Recent Highlights and Upcoming Milestones
Other Corporate Milestones
Second Quarter 2018 Financial Results
Cash Position: At June 30, 2018, Achaogen had $100.5 million in unrestricted cash, cash equivalents and short-term investments compared to $164.8 million at December 31, 2017.
Revenue: Contract revenue totaled $2.6 million for the second quarter of 2018 compared to $1.3 million for the same period in 2017. The increase in contract revenue during the second quarter was primarily related to Biomedical Advanced Research and Development Authority (BARDA) C-Scape contract revenues. As of June 30, 2018, $8.4 million remains under the BARDA C-Scape contract and up to an additional $6.0 million may be available under BARDA contract options. All Achaogen revenue consisted of U.S. government and Gates Foundation funding for the research and development of product candidates.
Research and Development (R&D): R&D expenses in the second quarter of 2018 were $36.9 million, compared to $22.2 million reported for the same period in 2017. The increase in R&D expenses during the quarter was primarily due to a $7.5 million milestone license fee associated with FDA approval of ZEMDRI, increases in R&D headcount, facility expenses, external expenses related to manufacturing ZEMDRI, and external expenses related to C-Scape and early research programs.

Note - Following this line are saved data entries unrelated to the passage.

//! Row-oriented datasets consumed by the algorithms.

use serde::{Deserialize, Serialize};

use crate::error::ParError;

/// Read access to a table of feature rows with one label per row.
pub trait DataSet: Sync {
    fn n_rows(&self) -> usize;

    fn n_features(&self) -> usize;

    /// Feature values of row `i`. Panics when `i` is out of bounds.
    fn row(&self, i: usize) -> &[f64];

    fn label(&self, i: usize) -> f64;
}

/// Rows stored contiguously in row-major order.
#[derive(Debug, Clone, PartialEq, Serialize, Deserialize)]
pub struct DenseDataSet {
    n_features: usize,
    values: Vec<f64>,
    labels: Vec<f64>,
}

impl DenseDataSet {
    /// Build from row vectors. Every row must have the same width and there
    /// must be one label per row.
    pub fn from_rows(rows: Vec<Vec<f64>>, labels: Vec<f64>) -> Result<Self, ParError> {
        if rows.len() != labels.len() {
            return Err(ParError::SizeMismatch {
                expected: rows.len(),
                actual: labels.len(),
            });
        }
        let n_features = rows.first().map_or(0, Vec::len);
        let mut values = Vec::with_capacity(rows.len() * n_features);
        for row in rows {
            if row.len() != n_features {
                return Err(ParError::SizeMismatch {
                    expected: n_features,
                    actual: row.len(),
                });
            }
            values.extend(row);
        }
        Ok(Self {
            n_features,
            values,
            labels,
        })
    }

    /// Rows without labels; every label is zero.
    pub fn unlabeled(rows: Vec<Vec<f64>>) -> Result<Self, ParError> {
        let labels = vec![0.0; rows.len()];
        Self::from_rows(rows, labels)
    }

    pub fn labels(&self) -> &[f64] {
        &self.labels
    }
}

impl DataSet for DenseDataSet {
    fn n_rows(&self) -> usize {
        self.labels.len()
    }

    fn n_features(&self) -> usize {
        self.n_features
    }

    fn row(&self, i: usize) -> &[f64] {
        let start = i * self.n_features;
        &self.values[start..start + self.n_features]
    }

    fn label(&self, i: usize) -> f64 {
        self.labels[i]
    }
}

General and Administrative (G&A): G&A expenses in the second quarter of 2018 were $20.5 million, compared to $8.9 million for the same period in 2017. The increase in G&A expenses during the quarter was primarily due to increases in G&A headcount, including the field sales team, facility expenses and expenses related to the pre-commercialization of ZEMDRI.

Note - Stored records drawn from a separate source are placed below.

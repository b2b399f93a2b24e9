//! Metrics collection and exposition.
//!
//! # Metrics
//! - `guard_rejections_total` (counter): rejections by kind
//! - `guard_validations_total` (counter): verdicts by threat level
//! - `guard_circuit_state` (gauge): 0=closed, 1=half-open, 2=open, per dependency
//! - `guard_key_events_total` (counter): key lifecycle transitions
//! - `guard_inflight_operations` (gauge): admitted operations in flight
//! - `guard_operation_duration_seconds` (histogram): protected call latency
//!
//! # Design Decisions
//! - Recording is a no-op until a recorder is installed
//! - Labels are low-cardinality (never principal ids)

use std::net::SocketAddr;
use std::time::Instant;

use metrics::{counter, gauge, histogram};
use metrics_exporter_prometheus::PrometheusBuilder;

use crate::resilience::BreakerState;

/// Install the Prometheus exporter on `addr`.
///
/// Must be called from within a Tokio runtime.
pub fn init_metrics(addr: SocketAddr) {
    match PrometheusBuilder::new().with_http_listener(addr).install() {
        Ok(()) => tracing::info!(address = %addr, "Metrics exporter listening"),
        Err(e) => tracing::error!(error = %e, "Failed to install metrics exporter"),
    }
}

pub fn record_rejection(kind: &'static str) {
    counter!("guard_rejections_total", "kind" => kind).increment(1);
}

pub fn record_validation(level: &'static str) {
    counter!("guard_validations_total", "level" => level).increment(1);
}

pub fn record_circuit_state(dependency: &str, state: BreakerState) {
    let value = match state {
        BreakerState::Closed => 0.0,
        BreakerState::HalfOpen => 1.0,
        BreakerState::Open => 2.0,
    };
    gauge!("guard_circuit_state", "dependency" => dependency.to_string()).set(value);
}

pub fn record_key_event(event: &'static str) {
    counter!("guard_key_events_total", "event" => event).increment(1);
}

pub fn record_inflight(count: usize) {
    gauge!("guard_inflight_operations").set(count as f64);
}

pub fn record_operation(dependency: &str, outcome: &'static str, start: Instant) {
    histogram!(
        "guard_operation_duration_seconds",
        "dependency" => dependency.to_string(),
        "outcome" => outcome
    )
    .record(start.elapsed().as_secs_f64());
}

Change in warrant and derivative liabilities for the second quarter of 2018 was a $4.6 million gain compared to a $4.2 million gain for the same period in 2017. The increase was primarily due to the change in the estimated fair value of the warrant liability which is mainly driven by the change in the Company’s stock price.
Net Loss: Achaogen reported a net loss of $50.0 million for the second quarter of 2018, compared to a net loss of $26.1 million for the same period in 2017. Diluted net loss was $1.20 per share for the second quarter of 2018, compared to diluted net loss of $0.78 per share for the same period in 2017. As of June 30, 2018, there were approximately 45.0 million shares of common stock outstanding.
The Company will host a conference call and webcast today at 4:30 p.m. Eastern Time / 1:30 p.m. Pacific Time. To participate by telephone, please dial 888.254.3590 (Domestic) or 323.994.2093 (International). The conference ID number is 2893252. A live and archived audio webcast can be accessed through the Investors section of the Company's website at www.achaogen.com. The archived audio webcast will remain available on the Company's website for 30 days following the conference call.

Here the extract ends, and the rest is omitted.